## Task goal
Repeat the line that contains "for a record" exactly, along with each following line up to and including the last line of the entries.

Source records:
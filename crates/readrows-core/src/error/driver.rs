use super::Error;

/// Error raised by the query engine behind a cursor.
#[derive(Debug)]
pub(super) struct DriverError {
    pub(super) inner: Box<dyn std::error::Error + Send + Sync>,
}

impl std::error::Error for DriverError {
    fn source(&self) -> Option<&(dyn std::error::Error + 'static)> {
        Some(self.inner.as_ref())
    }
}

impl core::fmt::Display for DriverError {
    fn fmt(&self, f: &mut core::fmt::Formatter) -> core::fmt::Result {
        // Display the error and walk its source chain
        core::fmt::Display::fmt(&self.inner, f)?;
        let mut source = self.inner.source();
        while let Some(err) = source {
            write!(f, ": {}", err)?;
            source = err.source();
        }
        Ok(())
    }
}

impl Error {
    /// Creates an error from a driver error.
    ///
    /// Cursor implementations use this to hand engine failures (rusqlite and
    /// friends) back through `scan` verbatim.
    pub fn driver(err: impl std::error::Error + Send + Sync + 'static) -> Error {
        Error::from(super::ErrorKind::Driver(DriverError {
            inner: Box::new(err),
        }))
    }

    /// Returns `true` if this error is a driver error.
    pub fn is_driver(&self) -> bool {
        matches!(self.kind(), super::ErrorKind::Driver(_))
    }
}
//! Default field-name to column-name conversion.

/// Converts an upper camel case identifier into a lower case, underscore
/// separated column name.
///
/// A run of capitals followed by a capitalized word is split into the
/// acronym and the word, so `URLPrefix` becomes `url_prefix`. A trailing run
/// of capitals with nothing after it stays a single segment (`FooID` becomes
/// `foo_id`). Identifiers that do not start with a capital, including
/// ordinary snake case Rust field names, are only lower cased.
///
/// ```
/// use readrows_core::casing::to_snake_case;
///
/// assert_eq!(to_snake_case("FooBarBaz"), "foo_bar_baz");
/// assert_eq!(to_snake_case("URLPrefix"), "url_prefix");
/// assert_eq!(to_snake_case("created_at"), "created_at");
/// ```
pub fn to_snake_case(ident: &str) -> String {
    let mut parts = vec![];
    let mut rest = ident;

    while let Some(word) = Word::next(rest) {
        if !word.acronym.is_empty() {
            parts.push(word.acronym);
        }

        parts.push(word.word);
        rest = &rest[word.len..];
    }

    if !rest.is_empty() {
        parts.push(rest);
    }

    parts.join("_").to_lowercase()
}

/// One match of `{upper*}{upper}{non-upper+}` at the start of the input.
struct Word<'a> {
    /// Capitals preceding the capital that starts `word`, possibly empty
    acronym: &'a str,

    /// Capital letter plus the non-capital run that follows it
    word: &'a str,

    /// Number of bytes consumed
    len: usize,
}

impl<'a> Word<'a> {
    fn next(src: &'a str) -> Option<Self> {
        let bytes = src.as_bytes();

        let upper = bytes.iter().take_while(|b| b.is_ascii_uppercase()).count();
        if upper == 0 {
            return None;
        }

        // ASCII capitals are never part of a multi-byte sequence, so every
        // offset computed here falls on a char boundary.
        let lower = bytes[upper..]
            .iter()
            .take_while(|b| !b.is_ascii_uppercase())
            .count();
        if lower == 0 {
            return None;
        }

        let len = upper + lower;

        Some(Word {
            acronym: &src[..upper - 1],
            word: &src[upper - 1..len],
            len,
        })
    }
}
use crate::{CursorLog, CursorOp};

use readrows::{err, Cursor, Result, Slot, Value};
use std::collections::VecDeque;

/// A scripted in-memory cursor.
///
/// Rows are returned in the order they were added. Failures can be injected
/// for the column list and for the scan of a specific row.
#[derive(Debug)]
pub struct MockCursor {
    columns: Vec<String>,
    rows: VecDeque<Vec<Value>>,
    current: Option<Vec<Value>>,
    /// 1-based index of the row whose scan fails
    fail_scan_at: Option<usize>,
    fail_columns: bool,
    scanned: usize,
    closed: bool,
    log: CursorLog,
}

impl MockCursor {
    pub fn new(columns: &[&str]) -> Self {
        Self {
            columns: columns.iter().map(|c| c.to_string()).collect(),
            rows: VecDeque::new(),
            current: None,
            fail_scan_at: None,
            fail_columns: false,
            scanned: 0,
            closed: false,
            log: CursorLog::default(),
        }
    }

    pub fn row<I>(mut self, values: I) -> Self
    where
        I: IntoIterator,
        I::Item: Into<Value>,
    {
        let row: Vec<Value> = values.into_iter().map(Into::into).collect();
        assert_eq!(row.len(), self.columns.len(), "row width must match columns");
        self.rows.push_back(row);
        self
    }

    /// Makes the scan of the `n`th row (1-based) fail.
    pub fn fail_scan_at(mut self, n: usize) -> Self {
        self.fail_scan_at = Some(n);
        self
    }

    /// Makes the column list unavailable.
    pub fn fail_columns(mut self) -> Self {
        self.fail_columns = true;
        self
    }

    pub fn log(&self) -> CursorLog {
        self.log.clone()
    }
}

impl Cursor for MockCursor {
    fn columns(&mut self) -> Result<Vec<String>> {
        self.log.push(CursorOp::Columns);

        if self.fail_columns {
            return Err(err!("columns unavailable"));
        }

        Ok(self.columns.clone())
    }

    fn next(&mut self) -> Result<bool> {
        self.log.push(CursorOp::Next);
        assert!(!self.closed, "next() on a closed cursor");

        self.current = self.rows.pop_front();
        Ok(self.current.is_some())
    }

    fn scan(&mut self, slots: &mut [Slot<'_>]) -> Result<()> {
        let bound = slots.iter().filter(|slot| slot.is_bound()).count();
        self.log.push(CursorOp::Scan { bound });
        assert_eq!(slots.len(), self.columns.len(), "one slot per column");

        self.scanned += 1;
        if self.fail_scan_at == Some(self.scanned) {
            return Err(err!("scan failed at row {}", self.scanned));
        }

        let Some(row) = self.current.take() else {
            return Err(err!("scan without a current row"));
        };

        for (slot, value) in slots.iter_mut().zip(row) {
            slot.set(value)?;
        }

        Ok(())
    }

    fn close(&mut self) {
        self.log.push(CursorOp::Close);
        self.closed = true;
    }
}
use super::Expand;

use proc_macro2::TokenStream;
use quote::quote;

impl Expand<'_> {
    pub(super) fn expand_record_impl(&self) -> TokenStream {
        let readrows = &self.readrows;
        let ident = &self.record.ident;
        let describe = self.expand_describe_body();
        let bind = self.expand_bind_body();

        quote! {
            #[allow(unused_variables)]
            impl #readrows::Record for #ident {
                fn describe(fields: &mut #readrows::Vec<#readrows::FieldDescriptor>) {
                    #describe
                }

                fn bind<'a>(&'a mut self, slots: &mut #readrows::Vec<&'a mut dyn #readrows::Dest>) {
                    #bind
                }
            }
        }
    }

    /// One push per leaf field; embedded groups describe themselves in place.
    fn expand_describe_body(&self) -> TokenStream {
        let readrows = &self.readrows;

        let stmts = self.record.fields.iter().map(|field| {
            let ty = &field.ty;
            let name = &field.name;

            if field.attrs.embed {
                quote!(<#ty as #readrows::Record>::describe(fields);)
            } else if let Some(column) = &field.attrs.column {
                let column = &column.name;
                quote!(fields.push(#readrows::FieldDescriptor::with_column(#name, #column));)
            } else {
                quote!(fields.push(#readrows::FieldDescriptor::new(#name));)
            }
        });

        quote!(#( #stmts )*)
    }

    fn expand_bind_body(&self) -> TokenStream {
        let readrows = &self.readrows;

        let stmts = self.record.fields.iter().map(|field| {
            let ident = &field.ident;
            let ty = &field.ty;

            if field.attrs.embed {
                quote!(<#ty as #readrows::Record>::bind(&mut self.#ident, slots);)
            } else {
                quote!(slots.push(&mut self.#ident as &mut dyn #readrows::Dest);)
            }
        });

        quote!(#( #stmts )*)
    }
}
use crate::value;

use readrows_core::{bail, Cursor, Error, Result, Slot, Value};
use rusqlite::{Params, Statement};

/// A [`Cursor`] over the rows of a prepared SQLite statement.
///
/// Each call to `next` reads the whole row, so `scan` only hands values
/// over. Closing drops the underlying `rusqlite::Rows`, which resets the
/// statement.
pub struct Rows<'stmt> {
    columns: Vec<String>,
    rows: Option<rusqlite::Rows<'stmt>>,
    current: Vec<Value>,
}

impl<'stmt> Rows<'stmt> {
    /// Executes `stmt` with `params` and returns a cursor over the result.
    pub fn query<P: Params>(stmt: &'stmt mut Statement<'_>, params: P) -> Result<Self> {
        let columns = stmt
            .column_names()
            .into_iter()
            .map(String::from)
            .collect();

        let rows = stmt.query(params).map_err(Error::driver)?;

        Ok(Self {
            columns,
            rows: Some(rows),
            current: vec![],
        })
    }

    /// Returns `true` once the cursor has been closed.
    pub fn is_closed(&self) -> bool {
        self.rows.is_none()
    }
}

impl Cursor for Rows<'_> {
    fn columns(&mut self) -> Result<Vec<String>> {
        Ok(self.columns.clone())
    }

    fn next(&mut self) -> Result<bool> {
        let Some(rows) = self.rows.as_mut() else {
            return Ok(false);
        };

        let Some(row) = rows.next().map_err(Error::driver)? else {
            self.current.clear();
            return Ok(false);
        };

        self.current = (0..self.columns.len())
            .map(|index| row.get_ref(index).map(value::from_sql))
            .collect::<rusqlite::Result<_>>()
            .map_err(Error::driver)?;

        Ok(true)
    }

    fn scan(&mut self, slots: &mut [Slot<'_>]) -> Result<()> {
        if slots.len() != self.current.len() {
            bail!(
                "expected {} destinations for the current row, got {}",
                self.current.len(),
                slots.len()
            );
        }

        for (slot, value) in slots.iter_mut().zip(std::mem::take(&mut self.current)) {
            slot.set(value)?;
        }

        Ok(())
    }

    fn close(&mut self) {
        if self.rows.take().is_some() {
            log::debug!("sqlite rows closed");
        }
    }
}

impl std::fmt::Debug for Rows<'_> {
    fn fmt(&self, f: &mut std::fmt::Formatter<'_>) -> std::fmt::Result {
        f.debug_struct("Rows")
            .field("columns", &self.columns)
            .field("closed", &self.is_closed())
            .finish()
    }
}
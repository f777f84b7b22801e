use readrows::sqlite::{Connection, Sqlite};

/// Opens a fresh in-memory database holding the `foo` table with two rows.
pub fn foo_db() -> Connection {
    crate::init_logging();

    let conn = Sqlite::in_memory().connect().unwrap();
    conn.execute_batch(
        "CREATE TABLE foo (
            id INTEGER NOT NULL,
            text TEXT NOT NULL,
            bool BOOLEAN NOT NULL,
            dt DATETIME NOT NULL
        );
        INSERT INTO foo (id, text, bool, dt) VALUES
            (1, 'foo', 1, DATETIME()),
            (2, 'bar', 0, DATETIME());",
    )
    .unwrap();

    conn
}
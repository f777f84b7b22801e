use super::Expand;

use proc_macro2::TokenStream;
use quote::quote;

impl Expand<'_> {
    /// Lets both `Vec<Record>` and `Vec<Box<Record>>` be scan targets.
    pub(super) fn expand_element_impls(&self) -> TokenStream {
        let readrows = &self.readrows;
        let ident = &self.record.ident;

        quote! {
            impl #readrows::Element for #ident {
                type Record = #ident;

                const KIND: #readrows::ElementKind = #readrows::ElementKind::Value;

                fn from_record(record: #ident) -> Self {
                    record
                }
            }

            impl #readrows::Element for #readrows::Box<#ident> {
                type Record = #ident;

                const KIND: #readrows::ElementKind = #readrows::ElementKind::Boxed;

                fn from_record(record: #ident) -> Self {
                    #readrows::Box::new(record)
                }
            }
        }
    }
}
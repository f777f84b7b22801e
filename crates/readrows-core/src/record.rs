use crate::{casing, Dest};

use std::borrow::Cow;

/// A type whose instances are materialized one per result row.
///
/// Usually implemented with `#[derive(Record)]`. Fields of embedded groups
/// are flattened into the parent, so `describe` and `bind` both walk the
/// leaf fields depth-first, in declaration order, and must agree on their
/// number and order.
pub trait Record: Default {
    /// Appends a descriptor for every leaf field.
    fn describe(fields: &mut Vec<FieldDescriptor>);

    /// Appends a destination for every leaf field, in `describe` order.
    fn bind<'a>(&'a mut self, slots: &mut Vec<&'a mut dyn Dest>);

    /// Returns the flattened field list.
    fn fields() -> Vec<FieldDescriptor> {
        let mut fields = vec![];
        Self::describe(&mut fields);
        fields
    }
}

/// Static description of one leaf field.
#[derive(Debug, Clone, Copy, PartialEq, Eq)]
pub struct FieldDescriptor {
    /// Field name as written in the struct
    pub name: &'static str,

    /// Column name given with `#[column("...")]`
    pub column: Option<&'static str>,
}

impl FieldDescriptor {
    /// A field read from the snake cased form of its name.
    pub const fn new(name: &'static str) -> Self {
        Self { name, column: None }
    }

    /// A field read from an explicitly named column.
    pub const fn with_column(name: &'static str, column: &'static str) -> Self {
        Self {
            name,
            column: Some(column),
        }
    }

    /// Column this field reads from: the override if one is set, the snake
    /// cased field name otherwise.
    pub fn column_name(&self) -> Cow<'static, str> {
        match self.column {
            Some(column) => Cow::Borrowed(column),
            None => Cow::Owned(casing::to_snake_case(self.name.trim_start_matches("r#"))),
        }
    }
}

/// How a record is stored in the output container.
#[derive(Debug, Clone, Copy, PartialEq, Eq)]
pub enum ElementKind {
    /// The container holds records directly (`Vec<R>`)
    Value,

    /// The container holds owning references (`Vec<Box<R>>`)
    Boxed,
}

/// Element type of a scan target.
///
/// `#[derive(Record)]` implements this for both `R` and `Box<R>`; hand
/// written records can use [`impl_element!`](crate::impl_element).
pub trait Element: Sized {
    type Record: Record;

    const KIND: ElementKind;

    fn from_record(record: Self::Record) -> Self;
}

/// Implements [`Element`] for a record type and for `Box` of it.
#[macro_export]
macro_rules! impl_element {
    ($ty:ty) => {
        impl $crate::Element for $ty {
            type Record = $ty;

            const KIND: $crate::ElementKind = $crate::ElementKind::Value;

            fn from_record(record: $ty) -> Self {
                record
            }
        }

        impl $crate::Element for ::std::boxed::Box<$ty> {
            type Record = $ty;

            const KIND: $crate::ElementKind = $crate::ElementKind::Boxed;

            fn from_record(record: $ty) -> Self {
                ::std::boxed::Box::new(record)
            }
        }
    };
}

## Reply
/// Implements [`Element`] for a record type and for `Box` of it.
#[macro_export]
macro_rules! impl_element {
    ($ty:ty) => {
        impl $crate::Element for $ty {
            type Record = $ty;

            const KIND: $crate::ElementKind = $crate::ElementKind::Value;

            fn from_record(record: $ty) -> Self {
                record
            }
        }

        impl $crate::Element for ::std::boxed::Box<$ty> {
            type Record = $ty;

            const KIND: $crate::ElementKind = $crate::ElementKind::Boxed;

            fn from_record(record: $ty) -> Self {
                ::std::boxed::Box::new(record)
            }
        }
    };
}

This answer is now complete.